Could you say how many lines below contain the word "roots"? Give the number with no other text.

## Supplied material
= = = =

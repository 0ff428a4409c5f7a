//! Depth-bounded folder walk
//!
//! Enumerates every non-excluded subdirectory beneath a root, depth first,
//! one directory listing at a time. Listing failures abandon only the
//! affected subtree; the walk always carries on with the siblings.

use super::lister::DirectoryLister;
use serde::Serialize;
use std::collections::HashSet;
use std::path::{Component, Path, PathBuf};
use tracing::debug;

/// Deepest directory level whose contents are listed (the root is level 0)
pub const MAX_SEARCH_DEPTH: usize = 10;

/// Directory names that are never listed or descended into
pub const DEFAULT_EXCLUDED_DIRS: &[&str] = &[
    "node_modules",
    ".git",
    "dist",
    "build",
    "out",
    ".vscode",
    "vendor",
    "target",
    ".next",
    ".svelte-kit",
    "coverage",
    ".cache",
    ".parcel-cache",
    ".turbo",
];

/// Set of bare directory names skipped during the walk
#[derive(Debug, Clone, PartialEq, Eq)]
pub struct ExclusionSet {
    names: HashSet<String>,
}

impl ExclusionSet {
    /// Create an empty exclusion set
    #[must_use]
    pub fn empty() -> Self {
        Self {
            names: HashSet::new(),
        }
    }

    /// Add more names on top of the current set
    #[must_use]
    pub fn with_extra<I, S>(mut self, names: I) -> Self
    where
        I: IntoIterator<Item = S>,
        S: Into<String>,
    {
        self.names.extend(
            names
                .into_iter()
                .map(Into::into)
                .filter(|name: &String| !name.is_empty()),
        );
        self
    }

    /// Check whether a bare directory name is excluded
    #[must_use]
    pub fn contains(&self, name: &str) -> bool {
        self.names.contains(name)
    }

    /// Number of excluded names
    #[must_use]
    pub fn len(&self) -> usize {
        self.names.len()
    }

    /// Whether nothing is excluded
    #[must_use]
    pub fn is_empty(&self) -> bool {
        self.names.is_empty()
    }
}

impl Default for ExclusionSet {
    fn default() -> Self {
        Self::empty().with_extra(DEFAULT_EXCLUDED_DIRS.iter().copied())
    }
}

/// Options controlling a folder walk
#[derive(Debug, Clone, PartialEq, Eq)]
pub struct CollectOptions {
    /// Deepest level that gets listed; records reach one level further
    pub max_depth: usize,
    /// Names that are skipped entirely
    pub exclusions: ExclusionSet,
}

impl CollectOptions {
    /// Override the depth bound
    #[must_use]
    pub const fn with_max_depth(mut self, max_depth: usize) -> Self {
        self.max_depth = max_depth;
        self
    }

    /// Replace the exclusion set
    #[must_use]
    pub fn with_exclusions(mut self, exclusions: ExclusionSet) -> Self {
        self.exclusions = exclusions;
        self
    }
}

impl Default for CollectOptions {
    fn default() -> Self {
        Self {
            max_depth: MAX_SEARCH_DEPTH,
            exclusions: ExclusionSet::default(),
        }
    }
}

/// A discovered folder and its path relative to the walked root
#[derive(Debug, Clone, PartialEq, Eq, Serialize)]
pub struct FolderRecord {
    /// Full location of the folder
    pub location: PathBuf,
    /// "/"-separated path relative to the root
    pub relative_path: String,
}

/// Collect every folder beneath `root`
///
/// Unreadable directories are skipped silently: their descendants are
/// missing from the result but the rest of the tree is still collected.
pub fn collect_folders<L>(lister: &L, root: &Path, options: &CollectOptions) -> Vec<FolderRecord>
where
    L: DirectoryLister + ?Sized,
{
    let mut folders = Vec::new();
    walk(lister, root, root, 0, options, &mut folders);
    folders
}

fn walk<L>(
    lister: &L,
    root: &Path,
    dir: &Path,
    depth: usize,
    options: &CollectOptions,
    folders: &mut Vec<FolderRecord>,
) where
    L: DirectoryLister + ?Sized,
{
    if depth > options.max_depth {
        return;
    }

    let entries = match lister.list(dir) {
        Ok(entries) => entries,
        Err(e) => {
            debug!("Skipping unreadable directory {}: {e}", dir.display());
            return;
        }
    };

    for entry in entries {
        if !entry.is_dir || options.exclusions.contains(&entry.name) {
            continue;
        }

        let location = dir.join(&entry.name);
        folders.push(FolderRecord {
            relative_path: relative_path(root, &location),
            location: location.clone(),
        });

        walk(lister, root, &location, depth + 1, options, folders);
    }
}

/// Render `folder` relative to `root` with "/" separators
///
/// Falls back to the folder's full path when `root` is not a prefix of it.
#[must_use]
pub fn relative_path(root: &Path, folder: &Path) -> String {
    folder.strip_prefix(root).map_or_else(
        |_| slash_joined(folder, true),
        |rest| slash_joined(rest, false),
    )
}

fn slash_joined(path: &Path, keep_root: bool) -> String {
    let mut parts: Vec<String> = Vec::new();
    let mut absolute = false;

    for component in path.components() {
        match component {
            Component::Normal(part) => parts.push(part.to_string_lossy().into_owned()),
            Component::RootDir if keep_root => absolute = true,
            Component::Prefix(prefix) if keep_root => {
                parts.push(prefix.as_os_str().to_string_lossy().into_owned());
            }
            Component::ParentDir => parts.push("..".to_string()),
            _ => {}
        }
    }

    let joined = parts.join("/");
    if absolute { format!("/{joined}") } else { joined }
}
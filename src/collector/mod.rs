//! Folder collection
//!
//! Walks workspace roots and produces one [`FolderRecord`] per reachable,
//! non-excluded directory.
//!
//! # Example
//!
//! ```no_run
//! use goto_folder::collector::{CollectOptions, LocalFs, WorkspaceRoot, collect_workspace};
//!
//! let roots = vec![WorkspaceRoot::from_path(".")];
//! let folders = collect_workspace(&LocalFs::new(), &roots, &CollectOptions::default());
//!
//! for folder in folders {
//!     println!("{}", folder.relative_path);
//! }
//! ```

mod lister;
mod roots;
mod walk;

pub use lister::{DirEntryInfo, DirectoryLister, LocalFs};
pub use roots::{WorkspaceRoot, collect_workspace};
pub use walk::{
    CollectOptions, DEFAULT_EXCLUDED_DIRS, ExclusionSet, FolderRecord, MAX_SEARCH_DEPTH,
    collect_folders, relative_path,
};
//! Common types for the picker UI

use crate::collector::FolderRecord;
use serde::{Deserialize, Serialize};
use std::fmt;
use std::path::PathBuf;
use std::str::FromStr;

/// How a chosen folder is handed back to the user
#[derive(Debug, Clone, Copy, PartialEq, Eq, Default, Serialize, Deserialize, clap::ValueEnum)]
#[serde(rename_all = "lowercase")]
pub enum RevealMode {
    /// Print the absolute path on stdout (for `cd "$(goto-folder)"`)
    #[default]
    Print,
    /// Open the folder in the system file manager
    Open,
}

impl RevealMode {
    /// Convert to string representation
    #[must_use]
    pub const fn as_str(&self) -> &'static str {
        match self {
            Self::Print => "print",
            Self::Open => "open",
        }
    }
}

impl fmt::Display for RevealMode {
    fn fmt(&self, f: &mut fmt::Formatter<'_>) -> fmt::Result {
        write!(f, "{}", self.as_str())
    }
}

impl FromStr for RevealMode {
    type Err = String;

    fn from_str(s: &str) -> Result<Self, Self::Err> {
        match s.trim().to_lowercase().as_str() {
            "print" => Ok(Self::Print),
            "open" => Ok(Self::Open),
            other => Err(format!("unknown reveal mode '{other}' (expected print or open)")),
        }
    }
}

/// Item shown in the folder picker
#[derive(Debug, Clone, PartialEq, Eq)]
pub struct DisplayItem {
    /// Folder name (last path segment)
    pub label: String,
    /// Relative path, prefixed with `#<root>/` in multi-root workspaces
    pub description: String,
    /// Location to reveal when the item is accepted
    pub location: PathBuf,
}

impl DisplayItem {
    /// Derive a display item from a collected folder
    #[must_use]
    pub fn from_record(record: FolderRecord) -> Self {
        let label = record
            .relative_path
            .rsplit('/')
            .next()
            .filter(|segment| !segment.is_empty())
            .unwrap_or(record.relative_path.as_str())
            .to_string();

        Self {
            label,
            description: record.relative_path,
            location: record.location,
        }
    }
}

/// Result from a finder run
#[derive(Debug, Clone, PartialEq, Eq)]
pub struct FinderResult {
    /// Index of the accepted item within the visible list
    pub selected: Option<usize>,
    /// Whether the user dismissed the picker
    pub aborted: bool,
}

impl FinderResult {
    /// Create result for an accepted item
    #[must_use]
    pub const fn selected(index: usize) -> Self {
        Self {
            selected: Some(index),
            aborted: false,
        }
    }

    /// Create result for a dismissed picker
    #[must_use]
    pub const fn aborted() -> Self {
        Self {
            selected: None,
            aborted: true,
        }
    }
}
//! Revealers: hand the chosen folder back to the user

use super::error::{Result, UiError};
use super::traits::Revealer;
use super::types::RevealMode;
use std::io::{self, Write};
use std::path::Path;
use tracing::info;

/// Prints the folder path on stdout
///
/// Intended for shell integration, e.g. `cd "$(goto-folder)"`.
#[derive(Debug, Clone, Copy, Default)]
pub struct PrintRevealer;

impl Revealer for PrintRevealer {
    fn reveal(&self, location: &Path) -> Result<()> {
        let mut stdout = io::stdout().lock();
        writeln!(stdout, "{}", location.display())?;
        stdout.flush()?;
        Ok(())
    }
}

/// Opens the folder in the system file manager
#[derive(Debug, Clone, Copy, Default)]
pub struct OpenRevealer;

impl Revealer for OpenRevealer {
    fn reveal(&self, location: &Path) -> Result<()> {
        info!("Opening {} in file manager", location.display());
        open::that(location).map_err(|e| UiError::RevealError {
            path: location.display().to_string(),
            reason: e.to_string(),
        })
    }
}

/// Build the revealer for a configured mode
#[must_use]
pub fn revealer_for(mode: RevealMode) -> Box<dyn Revealer> {
    match mode {
        RevealMode::Print => Box::new(PrintRevealer),
        RevealMode::Open => Box::new(OpenRevealer),
    }
}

= = = =

## Solution below
5